--- START ---
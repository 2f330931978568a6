//! Page geometry, the flow cursor and unit conversions.
//!
//! All coordinates handled by this crate are PDF points with the origin in the lower-left corner
//! of the page.  `genpdf` measures in millimetres from the upper-left corner; the helpers at the
//! bottom of this module translate between the two systems.

use genpdf::Mm;

const MM_PER_INCH: f64 = 25.4;
const POINTS_PER_INCH: f64 = 72.0;

/// One centimetre expressed in points.
pub const CM: f64 = POINTS_PER_INCH / 2.54;

/// Width and height of an A4 sheet in points.
pub const A4: (f64, f64) = (595.275_590_551, 841.889_763_78);

/// Page margins in points.
#[derive(Clone, Copy, Debug, PartialEq)]
pub struct PageMargins {
    /// Distance between the top edge and the first line of content.
    pub top: f64,
    /// Distance between the right edge and the content box.
    pub right: f64,
    /// Distance between the bottom edge and the last line of content.
    pub bottom: f64,
    /// Distance between the left edge and the content box.
    pub left: f64,
}

/// Immutable page size and margins, fixed when the document is created.
#[derive(Clone, Copy, Debug, PartialEq)]
pub struct PageGeometry {
    width: f64,
    height: f64,
    margins: PageMargins,
}

impl PageGeometry {
    /// Creates a geometry from a page size and its margins, all in points.
    pub fn new(width: f64, height: f64, margins: PageMargins) -> Self {
        Self {
            width,
            height,
            margins,
        }
    }

    /// The geometry of the printed membership form: A4 with 2 cm side margins.
    pub fn a4_form() -> Self {
        Self::new(
            A4.0,
            A4.1,
            PageMargins {
                top: 0.75 * CM,
                right: 2.0 * CM,
                bottom: 1.0 * CM,
                left: 2.0 * CM,
            },
        )
    }

    /// Page width in points.
    pub fn width(&self) -> f64 {
        self.width
    }

    /// Page height in points.
    pub fn height(&self) -> f64 {
        self.height
    }

    /// The configured margins.
    pub fn margins(&self) -> PageMargins {
        self.margins
    }

    /// Width of the content box between the side margins.
    pub fn content_width(&self) -> f64 {
        self.width - self.margins.left - self.margins.right
    }

    /// Height of the content box between the top and bottom margins.
    pub fn content_height(&self) -> f64 {
        self.height - self.margins.top - self.margins.bottom
    }

    /// Vertical position of the first flow line on every page.
    pub fn top_y(&self) -> f64 {
        self.height - self.margins.top
    }

    /// Lowest vertical position flowing content may reach.
    pub fn bottom_y(&self) -> f64 {
        self.margins.bottom
    }

    pub(crate) fn paper_size(&self) -> genpdf::Size {
        genpdf::Size::new(pt_to_mm(self.width), pt_to_mm(self.height))
    }

    pub(crate) fn genpdf_margins(&self) -> genpdf::Margins {
        genpdf::Margins::trbl(
            pt_to_mm(self.margins.top),
            pt_to_mm(self.margins.right),
            pt_to_mm(self.margins.bottom),
            pt_to_mm(self.margins.left),
        )
    }
}

/// The Document Builder's absolute position at the top of the next flow item.
///
/// Only the builder advances the cursor; positioned drawables receive it by shared reference.
#[derive(Clone, Copy, Debug, PartialEq)]
pub struct FlowCursor {
    /// One-based page number.
    pub page: usize,
    /// Horizontal start of the flow line.
    pub x: f64,
    /// Vertical position of the flow line; decreases as content is placed.
    pub y: f64,
}

impl FlowCursor {
    /// The cursor at the top margin of the given page.
    pub fn top_of_page(geometry: &PageGeometry, page: usize) -> Self {
        Self {
            page,
            x: geometry.margins.left,
            y: geometry.top_y(),
        }
    }

    /// Vertical space left before the bottom margin.
    pub fn remaining(&self, geometry: &PageGeometry) -> f64 {
        (self.y - geometry.bottom_y()).max(0.0)
    }

    /// Whether nothing has been placed on the current page yet.
    pub fn is_at_top(&self, geometry: &PageGeometry) -> bool {
        (self.y - geometry.top_y()).abs() < f64::EPSILON
    }

    pub(crate) fn advanced(self, height: f64) -> Self {
        Self {
            y: self.y - height,
            ..self
        }
    }
}

/// Converts points to `genpdf` millimetres.
pub fn pt_to_mm(points: f64) -> Mm {
    Mm::from(printpdf::Mm(points * MM_PER_INCH / POINTS_PER_INCH))
}

/// Converts `genpdf` millimetres to points.
pub fn mm_to_pt(value: Mm) -> f64 {
    let mm: printpdf::Mm = value.into();
    mm.0 * POINTS_PER_INCH / MM_PER_INCH
}

#[cfg(test)]
mod tests {
    use super::*;

    #[test]
    fn cursor_starts_at_top_margin() {
        let geometry = PageGeometry::a4_form();
        let cursor = FlowCursor::top_of_page(&geometry, 3);
        assert_eq!(cursor.page, 3);
        assert_eq!(cursor.x, 2.0 * CM);
        assert!((cursor.y - (A4.1 - 0.75 * CM)).abs() < 1e-9);
        assert!(cursor.is_at_top(&geometry));
    }

    #[test]
    fn advancing_reduces_remaining_space() {
        let geometry = PageGeometry::a4_form();
        let cursor = FlowCursor::top_of_page(&geometry, 1).advanced(100.0);
        assert!(!cursor.is_at_top(&geometry));
        let expected = geometry.content_height() - 100.0;
        assert!((cursor.remaining(&geometry) - expected).abs() < 1e-9);
    }

    #[test]
    fn unit_conversion_round_trips() {
        let points = 123.25;
        assert!((mm_to_pt(pt_to_mm(points)) - points).abs() < 1e-9);
        assert!((mm_to_pt(pt_to_mm(CM)) - CM).abs() < 1e-9);
    }
}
--- END ---
TRY IT: Copy every line of the records, leaving nothing out.

TASK OUTPUT:
repository 2f330931978568a6
//! Page geometry, the flow cursor and unit conversions.
//!
//! All coordinates handled by this crate are PDF points with the origin in the lower-left corner
//! of the page.  `genpdf` measures in millimetres from the upper-left corner; the helpers at the
//! bottom of this module translate between the two systems.

use genpdf::Mm;

const MM_PER_INCH: f64 = 25.4;
const POINTS_PER_INCH: f64 = 72.0;

/// One centimetre expressed in points.
pub const CM: f64 = POINTS_PER_INCH / 2.54;

/// Width and height of an A4 sheet in points.
pub const A4: (f64, f64) = (595.275_590_551, 841.889_763_78);

/// Page margins in points.
#[derive(Clone, Copy, Debug, PartialEq)]
pub struct PageMargins {
    /// Distance between the top edge and the first line of content.
    pub top: f64,
    /// Distance between the right edge and the content box.
    pub right: f64,
    /// Distance between the bottom edge and the last line of content.
    pub bottom: f64,
    /// Distance between the left edge and the content box.
    pub left: f64,
}

/// Immutable page size and margins, fixed when the document is created.
#[derive(Clone, Copy, Debug, PartialEq)]
pub struct PageGeometry {
    width: f64,
    height: f64,
    margins: PageMargins,
}

impl PageGeometry {
    /// Creates a geometry from a page size and its margins, all in points.
    pub fn new(width: f64, height: f64, margins: PageMargins) -> Self {
        Self {
            width,
            height,
            margins,
        }
    }

    /// The geometry of the printed membership form: A4 with 2 cm side margins.
    pub fn a4_form() -> Self {
        Self::new(
            A4.0,
            A4.1,
            PageMargins {
                top: 0.75 * CM,
                right: 2.0 * CM,
                bottom: 1.0 * CM,
                left: 2.0 * CM,
            },
        )
    }

    /// Page width in points.
    pub fn width(&self) -> f64 {
        self.width
    }

    /// Page height in points.
    pub fn height(&self) -> f64 {
        self.height
    }

    /// The configured margins.
    pub fn margins(&self) -> PageMargins {
        self.margins
    }

    /// Width of the content box between the side margins.
    pub fn content_width(&self) -> f64 {
        self.width - self.margins.left - self.margins.right
    }

    /// Height of the content box between the top and bottom margins.
    pub fn content_height(&self) -> f64 {
        self.height - self.margins.top - self.margins.bottom
    }

    /// Vertical position of the first flow line on every page.
    pub fn top_y(&self) -> f64 {
        self.height - self.margins.top
    }

    /// Lowest vertical position flowing content may reach.
    pub fn bottom_y(&self) -> f64 {
        self.margins.bottom
    }

    pub(crate) fn paper_size(&self) -> genpdf::Size {
        genpdf::Size::new(pt_to_mm(self.width), pt_to_mm(self.height))
    }

    pub(crate) fn genpdf_margins(&self) -> genpdf::Margins {
        genpdf::Margins::trbl(
            pt_to_mm(self.margins.top),
            pt_to_mm(self.margins.right),
            pt_to_mm(self.margins.bottom),
            pt_to_mm(self.margins.left),
        )
    }
}

/// The Document Builder's absolute position at the top of the next flow item.
///
/// Only the builder advances the cursor; positioned drawables receive it by shared reference.
#[derive(Clone, Copy, Debug, PartialEq)]
pub struct FlowCursor {
    /// One-based page number.
    pub page: usize,
    /// Horizontal start of the flow line.
    pub x: f64,
    /// Vertical position of the flow line; decreases as content is placed.
    pub y: f64,
}

impl FlowCursor {
    /// The cursor at the top margin of the given page.
    pub fn top_of_page(geometry: &PageGeometry, page: usize) -> Self {
        Self {
            page,
            x: geometry.margins.left,
            y: geometry.top_y(),
        }
    }

    /// Vertical space left before the bottom margin.
    pub fn remaining(&self, geometry: &PageGeometry) -> f64 {
        (self.y - geometry.bottom_y()).max(0.0)
    }

    /// Whether nothing has been placed on the current page yet.
    pub fn is_at_top(&self, geometry: &PageGeometry) -> bool {
        (self.y - geometry.top_y()).abs() < f64::EPSILON
    }

    pub(crate) fn advanced(self, height: f64) -> Self {
        Self {
            y: self.y - height,
            ..self
        }
    }
}

/// Converts points to `genpdf` millimetres.
pub fn pt_to_mm(points: f64) -> Mm {
    Mm::from(printpdf::Mm(points * MM_PER_INCH / POINTS_PER_INCH))
}

/// Converts `genpdf` millimetres to points.
pub fn mm_to_pt(value: Mm) -> f64 {
    let mm: printpdf::Mm = value.into();
    mm.0 * POINTS_PER_INCH / MM_PER_INCH
}

#[cfg(test)]
mod tests {
    use super::*;

    #[test]
    fn cursor_starts_at_top_margin() {
        let geometry = PageGeometry::a4_form();
        let cursor = FlowCursor::top_of_page(&geometry, 3);
        assert_eq!(cursor.page, 3);
        assert_eq!(cursor.x, 2.0 * CM);
        assert!((cursor.y - (A4.1 - 0.75 * CM)).abs() < 1e-9);
        assert!(cursor.is_at_top(&geometry));
    }

    #[test]
    fn advancing_reduces_remaining_space() {
        let geometry = PageGeometry::a4_form();
        let cursor = FlowCursor::top_of_page(&geometry, 1).advanced(100.0);
        assert!(!cursor.is_at_top(&geometry));
        let expected = geometry.content_height() - 100.0;
        assert!((cursor.remaining(&geometry) - expected).abs() < 1e-9);
    }

    #[test]
    fn unit_conversion_round_trips() {
        let points = 123.25;
        assert!((mm_to_pt(pt_to_mm(points)) - points).abs() < 1e-9);
        assert!((mm_to_pt(pt_to_mm(CM)) - CM).abs() < 1e-9);
    }
}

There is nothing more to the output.